Religion does not make people happy. People make people happy.
People go to religion hoping to find acceptance by others who promise to accept them no matter what they've done in hopes of finding happiness. The truth is that religion alludes to happiness, but you can never truly be happy. From what I've seen with the world, I am more happy when I am socializing with people rather than reading some history book.
I was a little hesitant on my thoughts, though, namely because I am surrounded by Christians. This caused an uneasiness in my stomach which went into the summer months. As this was happening, George Carlin had died. This launched a media frenzy and HBO began showing Carlin's specials like crazy. I was bored to hell, so I decided to watch them.
I'm not sure which one I watched, but he began to rip on religion and started saying how religion was a load of crap. I was intrigued and began getting hooked and laughing out loud. It was at this moment that I realized it was ok to think differently, even when everyone in the room will be against your decision and you can be successful. It was that moment that I officially denounced my faith.
I have decided, through getting called "ignorant" in chat rooms and forums, being spat upon by everyone, and some internet research, that I believe in deism. I do believe that there is someone/something that created us, I just have no clue on who created us.

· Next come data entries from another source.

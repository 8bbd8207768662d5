use super::prelude::*;

#[derive(Default)]
pub struct RoleQueries;

#[Object]
impl RoleQueries {
    #[graphql(guard = "AuthGuard")]
    async fn roles(&self, ctx: &Context<'_>) -> Result<Vec<Role>> {
        let db = ctx.data_unchecked::<Database>();
        let records = db.roles().list().await.map_err(internal)?;
        Ok(records.into_iter().map(Role::from).collect())
    }

    #[graphql(guard = "AuthGuard")]
    async fn role(&self, ctx: &Context<'_>, id: String) -> Result<Option<Role>> {
        let db = ctx.data_unchecked::<Database>();
        let record = db.roles().get(&id).await.map_err(internal)?;
        Ok(record.map(Role::from))
    }

    /// Memberships of a course
    async fn user_roles(&self, ctx: &Context<'_>, course_id: String) -> Result<Vec<UserRole>> {
        require_course_permission(ctx, &course_id, Permission::ViewCourse).await?;
        let db = ctx.data_unchecked::<Database>();
        let records = db.user_roles().list_by_course(&course_id).await.map_err(internal)?;
        Ok(records.into_iter().map(UserRole::from).collect())
    }
}
pub mod assignments;
pub mod courses;
pub mod groups;
pub mod repositories;
pub mod roles;
pub mod subjects;
pub mod submissions;
pub mod users;

pub use assignments::AssignmentQueries;
pub use courses::CourseQueries;
pub use groups::GroupQueries;
pub use repositories::RepositoryQueries;
pub use roles::RoleQueries;
pub use subjects::SubjectQueries;
pub use submissions::SubmissionQueries;
pub use users::UserQueries;

pub(crate) mod prelude {
    pub(crate) use std::sync::Arc;

    pub(crate) use async_graphql::{Context, Object, Result};

    pub(crate) use crate::db::*;
    pub(crate) use crate::graphql::auth::{
        AuthExt, AuthGuard, has_course_permission, require_course_permission,
    };
    pub(crate) use crate::graphql::helpers::*;
    pub(crate) use crate::graphql::types::*;
    pub(crate) use crate::services::GithubClient;
}
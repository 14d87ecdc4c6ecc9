//! taskcal CLI: configuration, local stores and commands.
//!
//! The binary in `main.rs` only parses arguments and dispatches here.

pub mod app;
pub mod cli;
pub mod commands;
pub mod config;
pub mod error;
pub mod secret;
pub mod store;

pub use app::App;
pub use cli::Cli;
pub use error::{ClientError, ClientResult};
pub use store::JsonFileStore;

I just want to make two random comments about "revealed religion" that I couldn't fit into the main body of this that I want to address.
1) It's funny that religion can question what I believe, but when I question something about religion, I get told to shut up and believe.
2) I want to say that although religion is applied psychiatry, all religions teach love and tolerance. Sadly, some jackass hijacks religion with hate -- all in the name of God.
As I conclude this piece, I just want to say that I am scared to admit it to everyone around me. Just about everyone that I know is Christian is some aspect and with most of them being the "go to church every Sunday and I love everybody" type, I worry that they'll reject me and basically turn their backs.
Now, I have read some of the other testimonies and mine is mild considered to what I have read. I just hope that this is a step in the right direction.